Perhaps that’s because the Ku Klux Klan of the Reconstruction era was not a systematized organization. The hallmarks that we now associate with the Klan—such as the pointy-headed white robes—didn’t become de rigueur until the 20th century. The early KKK was instead a “rubric,” in the words of the historian Steven Hahn, “embracing a variety of secret vigilante and paramilitary outfits showing the marks of their local settings.” Self-identified western Klansmen likely had no direct contact with their southern counterparts. Without waiting for permission, they adapted the banner of the KKK to their own campaigns because they knew the name alone inspired terror. And California’s anti-Chinese vigilantes were in the business of terror.

Not all attacks on Chinese workers and their allies in California can be attributed to the Klan. Many of these assaults were carried out by unaffiliated vigilante groups or by members of the so-called anti-coolie clubs that cropped up during the same period. Furthermore, no self-identified Klansman can be linked to the worst anti-Chinese atrocity of the period: the 1871 massacre in Los Angeles that claimed the lives of 10 percent of the city’s Chinese population.

Even if they didn’t coordinate, however, southern Klansmen and their western counterparts were complementary forces. Both functioned to violently assert white hegemony against the perceived threat of racial outsiders. And both were brutally effective, at least for a time.

Many of America’s defining narratives leave little room for people of Asian descent. The Civil War and Reconstruction are generally understood in binary terms: North versus South, Black versus white. Americans often assume that California and its multiethnic population was untouched by a war that raged thousands of miles to the east. The Chinese experience in the West is confined to other strands of the American narrative—to stories about railroads and labor disputes, not to the cataclysmic struggle over the fate of the Union and the battle for reunification that followed.

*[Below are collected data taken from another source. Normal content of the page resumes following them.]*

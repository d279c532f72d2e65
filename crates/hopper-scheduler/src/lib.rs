//! Job scheduling, dispatch and execution for hopper.
//!
//! Every component here is a poller over a shared [`JobStore`]: none of them
//! talk to each other directly, so any number of processes can run them
//! against the same database.
//!
//! - [`Scheduler`] promotes due jobs and fires recurring definitions
//! - [`Dispatcher`] leases enqueued jobs to idle workers
//! - [`Worker`] runs handlers, heartbeats leases, records outcomes
//! - [`LeaseReaper`] recovers jobs whose lease ran out
//! - [`ContinuationGraph`] releases or cancels children of finished parents
//! - [`RetentionSweeper`] purges old finished jobs
//! - [`Producer`] and [`Monitor`] are the write and read APIs for callers
//! - [`BackgroundServer`] wires all of the above together
//!
//! [`JobStore`]: hopper_db::JobStore

pub mod continuation;
pub mod dispatcher;
pub mod monitor;
pub mod producer;
pub mod reaper;
pub mod retention;
pub mod scheduler;
pub mod server;
pub mod worker;

mod time;

pub use continuation::ContinuationGraph;
pub use dispatcher::{Dispatch, Dispatcher, DispatcherOptions};
pub use monitor::Monitor;
pub use producer::Producer;
pub use reaper::{LeaseReaper, ReapReport};
pub use retention::{RetentionOptions, RetentionSweeper};
pub use scheduler::{Scheduler, SchedulerOptions, TickReport};
pub use server::{BackgroundServer, ServerHandle, ServerOptions};
pub use worker::{Outcome, Processed, Worker, WorkerOptions, WorkerStats};
//! SOCKS5 protocol engine: address codec, server handler and client handshake
//!
//! Implements the RFC 1928 wire format for the CONNECT command only. BIND and
//! UDP ASSOCIATE are rejected on the wire with `CommandNotSupported`.

use crate::error::{Error, Result};
use crate::relay;
use std::net::{IpAddr, Ipv4Addr, Ipv6Addr, SocketAddr};
use std::time::Duration;
use tokio::io::{AsyncRead, AsyncReadExt, AsyncWrite, AsyncWriteExt};
use tokio::net::{TcpListener, TcpStream};

pub(crate) const SOCKS5_VERSION: u8 = 0x05;
const NO_AUTHENTICATION: u8 = 0x00;
const NO_ACCEPTABLE_METHODS: u8 = 0xFF;

const ATYP_IPV4: u8 = 0x01;
const ATYP_DOMAIN: u8 = 0x03;
const ATYP_IPV6: u8 = 0x04;

/// SOCKS5 request command
#[derive(Debug, Clone, Copy, PartialEq, Eq)]
pub enum Command {
  /// Establish a TCP connection to the target
  Connect = 0x01,
  /// Reverse TCP binding, rejected
  Bind = 0x02,
  /// UDP relay association, rejected
  UdpAssociate = 0x03,
}

impl TryFrom<u8> for Command {
  type Error = Error;

  fn try_from(value: u8) -> Result<Self> {
    match value {
      0x01 => Ok(Command::Connect),
      0x02 => Ok(Command::Bind),
      0x03 => Ok(Command::UdpAssociate),
      other => Err(Error::UnsupportedCommand(other)),
    }
  }
}

/// SOCKS5 reply code
#[derive(Debug, Clone, Copy, PartialEq, Eq)]
pub enum ReplyCode {
  Succeeded = 0x00,
  GeneralFailure = 0x01,
  NotAllowed = 0x02,
  NetworkUnreachable = 0x03,
  HostUnreachable = 0x04,
  ConnectionRefused = 0x05,
  TtlExpired = 0x06,
  CommandNotSupported = 0x07,
  AddressTypeNotSupported = 0x08,
}

impl TryFrom<u8> for ReplyCode {
  type Error = Error;

  fn try_from(value: u8) -> Result<Self> {
    match value {
      0x00 => Ok(ReplyCode::Succeeded),
      0x01 => Ok(ReplyCode::GeneralFailure),
      0x02 => Ok(ReplyCode::NotAllowed),
      0x03 => Ok(ReplyCode::NetworkUnreachable),
      0x04 => Ok(ReplyCode::HostUnreachable),
      0x05 => Ok(ReplyCode::ConnectionRefused),
      0x06 => Ok(ReplyCode::TtlExpired),
      0x07 => Ok(ReplyCode::CommandNotSupported),
      0x08 => Ok(ReplyCode::AddressTypeNotSupported),
      other => Err(Error::UnexpectedReply(other)),
    }
  }
}

/// SOCKS5 target address in one of the three RFC 1928 families
#[derive(Debug, Clone, PartialEq, Eq)]
pub enum TargetAddr {
  /// IPv4 address with port
  Ipv4(Ipv4Addr, u16),
  /// Domain name with port
  Domain(String, u16),
  /// IPv6 address with port
  Ipv6(Ipv6Addr, u16),
}

impl TargetAddr {
  /// Decode an address from a reader: tag byte first, then the
  /// tag-determined payload, then the 2-byte big-endian port.
  pub async fn read_from<R>(reader: &mut R) -> Result<Self>
  where
    R: AsyncRead + Unpin,
  {
    let atyp = reader.read_u8().await?;
    match atyp {
      ATYP_IPV4 => {
        let mut addr = [0u8; 4];
        reader.read_exact(&mut addr).await?;
        let port = reader.read_u16().await?;
        Ok(TargetAddr::Ipv4(Ipv4Addr::from(addr), port))
      }
      ATYP_DOMAIN => {
        let len = reader.read_u8().await? as usize;
        let mut name = vec![0u8; len];
        reader.read_exact(&mut name).await?;
        let port = reader.read_u16().await?;
        let name = String::from_utf8(name)
          .map_err(|_| Error::protocol("domain name is not valid UTF-8"))?;
        Ok(TargetAddr::Domain(name, port))
      }
      ATYP_IPV6 => {
        let mut addr = [0u8; 16];
        reader.read_exact(&mut addr).await?;
        let port = reader.read_u16().await?;
        Ok(TargetAddr::Ipv6(Ipv6Addr::from(addr), port))
      }
      other => Err(Error::UnsupportedAddressType(other)),
    }
  }

  /// Encode as tag byte + payload + 2-byte big-endian port
  pub fn encode(&self) -> Result<Vec<u8>> {
    let mut buf = Vec::new();
    match self {
      TargetAddr::Ipv4(ip, port) => {
        buf.push(ATYP_IPV4);
        buf.extend_from_slice(&ip.octets());
        buf.extend_from_slice(&port.to_be_bytes());
      }
      TargetAddr::Domain(name, port) => {
        if name.len() > 255 {
          return Err(Error::protocol(format!("domain name too long: {}", name.len())));
        }
        buf.push(ATYP_DOMAIN);
        buf.push(name.len() as u8);
        buf.extend_from_slice(name.as_bytes());
        buf.extend_from_slice(&port.to_be_bytes());
      }
      TargetAddr::Ipv6(ip, port) => {
        buf.push(ATYP_IPV6);
        buf.extend_from_slice(&ip.octets());
        buf.extend_from_slice(&port.to_be_bytes());
      }
    }
    Ok(buf)
  }

  /// Host and port as a dialable string
  pub fn to_host_port(&self) -> String {
    match self {
      TargetAddr::Ipv4(ip, port) => format!("{}:{}", ip, port),
      TargetAddr::Domain(name, port) => format!("{}:{}", name, port),
      TargetAddr::Ipv6(ip, port) => format!("[{}]:{}", ip, port),
    }
  }

  /// Host without the port
  pub fn host(&self) -> String {
    match self {
      TargetAddr::Ipv4(ip, _) => ip.to_string(),
      TargetAddr::Domain(name, _) => name.clone(),
      TargetAddr::Ipv6(ip, _) => ip.to_string(),
    }
  }

  /// Port
  pub fn port(&self) -> u16 {
    match self {
      TargetAddr::Ipv4(_, port) | TargetAddr::Domain(_, port) | TargetAddr::Ipv6(_, port) => *port,
    }
  }
}

impl From<SocketAddr> for TargetAddr {
  fn from(addr: SocketAddr) -> Self {
    match addr.ip() {
      IpAddr::V4(ip) => TargetAddr::Ipv4(ip, addr.port()),
      IpAddr::V6(ip) => TargetAddr::Ipv6(ip, addr.port()),
    }
  }
}

/// SOCKS5 server handler
///
/// Negotiates no-auth, parses a CONNECT request, dials the target and relays
/// bytes until either side closes. One request per connection.
#[derive(Debug, Clone, Default)]
pub struct Socks5Server {
  /// Optional deadline applied to the upstream dial
  pub dial_timeout: Option<Duration>,
}

impl Socks5Server {
  pub fn new() -> Self {
    Self::default()
  }

  /// Accept loop: one spawned task per connection
  pub async fn run(self, addr: &str) -> Result<()> {
    let listener = TcpListener::bind(addr)
      .await
      .map_err(|e| Error::connection(format!("Failed to bind to {}: {}", addr, e)))?;
    loop {
      match listener.accept().await {
        Ok((stream, peer_addr)) => {
          let server = self.clone();
          tokio::spawn(async move {
            if let Err(e) = server.handle(stream).await {
              tracing::debug!("[socks5] connection from {} closed: {}", peer_addr, e);
            }
          });
        }
        Err(e) => {
          tracing::error!("[socks5] failed to accept connection: {}", e);
        }
      }
    }
  }

  /// Handle one accepted connection from the start of the version byte
  pub async fn handle<S>(&self, mut stream: S) -> Result<()>
  where
    S: AsyncRead + AsyncWrite + Unpin,
  {
    let version = stream.read_u8().await?;
    if version != SOCKS5_VERSION {
      // dropped with no reply, the peer is not speaking SOCKS5
      return Err(Error::UnsupportedVersion(version));
    }
    self.handle_after_version(stream).await
  }

  /// Handle a connection whose leading 0x05 version byte was already
  /// consumed by protocol detection
  pub async fn handle_after_version<S>(&self, mut stream: S) -> Result<()>
  where
    S: AsyncRead + AsyncWrite + Unpin,
  {
    Self::negotiate(&mut stream).await?;
    let target = Self::read_request(&mut stream).await?;

    let upstream = match self.dial(&target).await {
      Ok(upstream) => upstream,
      Err((code, e)) => {
        Self::write_reply(&mut stream, code, &unspecified_bind_addr()).await?;
        return Err(e);
      }
    };

    // Echo the locally bound address of the upstream socket in the reply.
    let bound = upstream
      .local_addr()
      .map(TargetAddr::from)
      .unwrap_or_else(|_| unspecified_bind_addr());
    Self::write_reply(&mut stream, ReplyCode::Succeeded, &bound).await?;

    relay::relay(stream, upstream).await;
    Ok(())
  }

  /// Method negotiation: only no-authentication (0x00) is acceptable
  async fn negotiate<S>(stream: &mut S) -> Result<()>
  where
    S: AsyncRead + AsyncWrite + Unpin,
  {
    let nmethods = stream.read_u8().await?;
    let mut methods = vec![0u8; nmethods as usize];
    stream.read_exact(&mut methods).await?;

    if !methods.contains(&NO_AUTHENTICATION) {
      stream
        .write_all(&[SOCKS5_VERSION, NO_ACCEPTABLE_METHODS])
        .await?;
      return Err(Error::NoAcceptableAuth);
    }

    stream.write_all(&[SOCKS5_VERSION, NO_AUTHENTICATION]).await?;
    Ok(())
  }

  /// Parse the request frame and dispatch on the command byte
  async fn read_request<S>(stream: &mut S) -> Result<TargetAddr>
  where
    S: AsyncRead + AsyncWrite + Unpin,
  {
    let version = stream.read_u8().await?;
    if version != SOCKS5_VERSION {
      return Err(Error::UnsupportedVersion(version));
    }
    let cmd = stream.read_u8().await?;
    let _reserved = stream.read_u8().await?;

    // Unknown command bytes abort without a reply; known-but-unsupported
    // commands are answered with CommandNotSupported before dropping.
    match Command::try_from(cmd)? {
      Command::Connect => {}
      Command::Bind | Command::UdpAssociate => {
        Self::write_reply(stream, ReplyCode::CommandNotSupported, &unspecified_bind_addr())
          .await?;
        return Err(Error::protocol(format!("command not supported: {:#04x}", cmd)));
      }
    }

    match TargetAddr::read_from(stream).await {
      Ok(target) => Ok(target),
      Err(e @ Error::UnsupportedAddressType(_)) => {
        Self::write_reply(stream, ReplyCode::AddressTypeNotSupported, &unspecified_bind_addr())
          .await?;
        Err(e)
      }
      Err(e) => Err(e),
    }
  }

  /// Dial the decoded target, mapping failures to wire reply codes
  async fn dial(&self, target: &TargetAddr) -> std::result::Result<TcpStream, (ReplyCode, Error)> {
    let addr = target.to_host_port();
    let connect = TcpStream::connect(&addr);
    let dialed = match self.dial_timeout {
      Some(timeout) => match tokio::time::timeout(timeout, connect).await {
        Ok(dialed) => dialed,
        Err(_) => {
          return Err((
            ReplyCode::TtlExpired,
            Error::connection(format!("dial {} timed out", addr)),
          ))
        }
      },
      None => connect.await,
    };
    dialed.map_err(|e| {
      let code = match e.kind() {
        std::io::ErrorKind::ConnectionRefused => ReplyCode::ConnectionRefused,
        std::io::ErrorKind::NetworkUnreachable => ReplyCode::NetworkUnreachable,
        std::io::ErrorKind::HostUnreachable => ReplyCode::HostUnreachable,
        std::io::ErrorKind::TimedOut => ReplyCode::TtlExpired,
        // name resolution failures and the rest
        _ => ReplyCode::HostUnreachable,
      };
      (code, Error::connection(format!("failed to connect to {}: {}", addr, e)))
    })
  }

  /// Reply frame: [VER, REP, RSV, ATYP, BND.ADDR, BND.PORT]
  async fn write_reply<W>(writer: &mut W, code: ReplyCode, bound: &TargetAddr) -> Result<()>
  where
    W: AsyncWrite + Unpin,
  {
    let mut reply = vec![SOCKS5_VERSION, code as u8, 0x00];
    reply.extend_from_slice(&bound.encode()?);
    writer.write_all(&reply).await?;
    Ok(())
  }
}

fn unspecified_bind_addr() -> TargetAddr {
  TargetAddr::Ipv4(Ipv4Addr::UNSPECIFIED, 0)
}

/// Client side of the SOCKS5 handshake, for dialing through an upstream
/// SOCKS5 server
pub struct Socks5Client;

impl Socks5Client {
  /// Negotiate no-auth and issue a CONNECT for `target` over an
  /// already-established stream. On success the stream is a transparent
  /// pipe to the target.
  pub async fn connect<S>(stream: &mut S, target: &TargetAddr) -> Result<()>
  where
    S: AsyncRead + AsyncWrite + Unpin,
  {
    stream
      .write_all(&[SOCKS5_VERSION, 0x01, NO_AUTHENTICATION])
      .await?;

    let mut selection = [0u8; 2];
    stream.read_exact(&mut selection).await?;
    if selection[0] != SOCKS5_VERSION {
      return Err(Error::UnsupportedVersion(selection[0]));
    }
    if selection[1] != NO_AUTHENTICATION {
      return Err(Error::UnsupportedMethod(selection[1]));
    }

    let mut request = vec![SOCKS5_VERSION, Command::Connect as u8, 0x00];
    request.extend_from_slice(&target.encode()?);
    stream.write_all(&request).await?;

    let version = stream.read_u8().await?;
    if version != SOCKS5_VERSION {
      return Err(Error::UnsupportedVersion(version));
    }
    let code = stream.read_u8().await?;
    let _reserved = stream.read_u8().await?;
    let _bound = TargetAddr::read_from(stream).await?;

    match ReplyCode::try_from(code)? {
      ReplyCode::Succeeded => Ok(()),
      _ => Err(Error::UnexpectedReply(code)),
    }
  }
}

But as the forgotten history of the western Klan reveals, the Chinese and those who terrorized them were key players in the struggles of the post–Civil War era. Their stories should reframe our understanding, not only of this pivotal period in American history, but of how racial violence has functioned across time and space. White supremacy obeys no regional boundaries. The early KKK was a national, not local, phenomenon. Then, as now, hate wasn’t a southern problem; it was and is an American problem.